• [TASK STATEMENT]:
Repeat exactly the lines from the start of the entries below through the line containing "core; the seat". Omit the rest.

• [Collected data]:

####################

use std::collections::HashMap;

use chrono::{DateTime, Utc};
use encore_domain::Seat;
use serde::{Deserialize, Serialize};
use tokio::sync::RwLock;
use uuid::Uuid;

const MAX_GRID_DIMENSION: u32 = 200;

/// Seat grid dimensions for an event's venue. Seeding materializes
/// rows x columns AVAILABLE seats in the registry.
#[derive(Debug, Clone, Copy, Serialize, Deserialize)]
pub struct SeatMapLayout {
    pub rows: u32,
    pub columns: u32,
    /// Per-seat price in minor currency units
    pub seat_price: i64,
}

impl SeatMapLayout {
    pub fn generate_seats(&self, event_id: Uuid) -> Vec<Seat> {
        let mut seats = Vec::with_capacity((self.rows * self.columns) as usize);
        for row in 1..=self.rows {
            for column in 1..=self.columns {
                seats.push(Seat::available(event_id, row, column, self.seat_price));
            }
        }
        seats
    }
}

#[derive(Debug, Clone, Serialize, Deserialize)]
pub struct EventSummary {
    pub id: Uuid,
    pub name: String,
    pub venue: String,
    pub starts_at: DateTime<Utc>,
    pub layout: SeatMapLayout,
    pub created_at: DateTime<Utc>,
}

#[derive(Debug, thiserror::Error)]
pub enum CatalogError {
    #[error("Event not found: {0}")]
    NotFound(Uuid),

    #[error("Invalid seat layout: {0}")]
    InvalidLayout(String),
}

/// In-memory event catalog. Read-only to the reservation core; the seat
/// registry learns about an event exactly once, at seeding time.
pub struct EventCatalog {
    events: RwLock<HashMap<Uuid, EventSummary>>,
}

impl EventCatalog {
    pub fn new() -> Self {
        Self {
            events: RwLock::new(HashMap::new()),
        }
    }

    pub async fn create_event(
        &self,
        name: String,
        venue: String,
        starts_at: DateTime<Utc>,
        layout: SeatMapLayout,
    ) -> Result<EventSummary, CatalogError> {
        if layout.rows == 0 || layout.columns == 0 {
            return Err(CatalogError::InvalidLayout(
                "grid must have at least one row and one column".to_string(),
            ));
        }
        if layout.rows > MAX_GRID_DIMENSION || layout.columns > MAX_GRID_DIMENSION {
            return Err(CatalogError::InvalidLayout(format!(
                "grid dimensions capped at {}",
                MAX_GRID_DIMENSION
            )));
        }
        if layout.seat_price < 0 {
            return Err(CatalogError::InvalidLayout(
                "seat price must not be negative".to_string(),
            ));
        }

        let event = EventSummary {
            id: Uuid::new_v4(),
            name,
            venue,
            starts_at,
            layout,
            created_at: Utc::now(),
        };
        self.events.write().await.insert(event.id, event.clone());
        Ok(event)
    }

    pub async fn get_event(&self, event_id: Uuid) -> Result<EventSummary, CatalogError> {
        self.events
            .read()
            .await
            .get(&event_id)
            .cloned()
            .ok_or(CatalogError::NotFound(event_id))
    }

    /// All events ordered by start time.
    pub async fn list_events(&self) -> Vec<EventSummary> {
        let mut events: Vec<EventSummary> = self.events.read().await.values().cloned().collect();
        events.sort_by_key(|e| e.starts_at);
        events
    }

    pub async fn remove_event(&self, event_id: Uuid) -> Result<EventSummary, CatalogError> {
        self.events
            .write()
            .await
            .remove(&event_id)
            .ok_or(CatalogError::NotFound(event_id))
    }
}

impl Default for EventCatalog {
    fn default() -> Self {
        Self::new()
    }
}

#[cfg(test)]
mod tests {
    use super::*;

    fn layout(rows: u32, columns: u32) -> SeatMapLayout {
        SeatMapLayout {
            rows,
            columns,
            seat_price: 4500,
        }
    }

    #[tokio::test]
    async fn test_event_lifecycle() {
        let catalog = EventCatalog::new();
        let event = catalog
            .create_event(
                "Night Concert".to_string(),
                "Grand Hall".to_string(),
                Utc::now(),
                layout(5, 8),
            )
            .await
            .unwrap();

        assert_eq!(catalog.get_event(event.id).await.unwrap().name, "Night Concert");
        assert_eq!(catalog.list_events().await.len(), 1);

        catalog.remove_event(event.id).await.unwrap();
        assert!(matches!(
            catalog.get_event(event.id).await,
            Err(CatalogError::NotFound(_))
        ));
    }

    #[tokio::test]
    async fn test_layout_validation() {
        let catalog = EventCatalog::new();
        let err = catalog
            .create_event("X".to_string(), "Y".to_string(), Utc::now(), layout(0, 8))
            .await
            .unwrap_err();
        assert!(matches!(err, CatalogError::InvalidLayout(_)));
    }

    #[test]
    fn test_generate_seats_covers_grid() {
        let event_id = Uuid::new_v4();
        let seats = layout(3, 4).generate_seats(event_id);
        assert_eq!(seats.len(), 12);
        assert!(seats.iter().all(|s| s.event_id == event_id));
        assert_eq!(seats.last().map(|s| (s.row, s.column)), Some((3, 4)));
    }
}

####################

• [RESPONSE TO THIS TASK]:
use std::collections::HashMap;

use chrono::{DateTime, Utc};
use encore_domain::Seat;
use serde::{Deserialize, Serialize};
use tokio::sync::RwLock;
use uuid::Uuid;

const MAX_GRID_DIMENSION: u32 = 200;

/// Seat grid dimensions for an event's venue. Seeding materializes
/// rows x columns AVAILABLE seats in the registry.
#[derive(Debug, Clone, Copy, Serialize, Deserialize)]
pub struct SeatMapLayout {
    pub rows: u32,
    pub columns: u32,
    /// Per-seat price in minor currency units
    pub seat_price: i64,
}

impl SeatMapLayout {
    pub fn generate_seats(&self, event_id: Uuid) -> Vec<Seat> {
        let mut seats = Vec::with_capacity((self.rows * self.columns) as usize);
        for row in 1..=self.rows {
            for column in 1..=self.columns {
                seats.push(Seat::available(event_id, row, column, self.seat_price));
            }
        }
        seats
    }
}

#[derive(Debug, Clone, Serialize, Deserialize)]
pub struct EventSummary {
    pub id: Uuid,
    pub name: String,
    pub venue: String,
    pub starts_at: DateTime<Utc>,
    pub layout: SeatMapLayout,
    pub created_at: DateTime<Utc>,
}

#[derive(Debug, thiserror::Error)]
pub enum CatalogError {
    #[error("Event not found: {0}")]
    NotFound(Uuid),

    #[error("Invalid seat layout: {0}")]
    InvalidLayout(String),
}

/// In-memory event catalog. Read-only to the reservation core; the seat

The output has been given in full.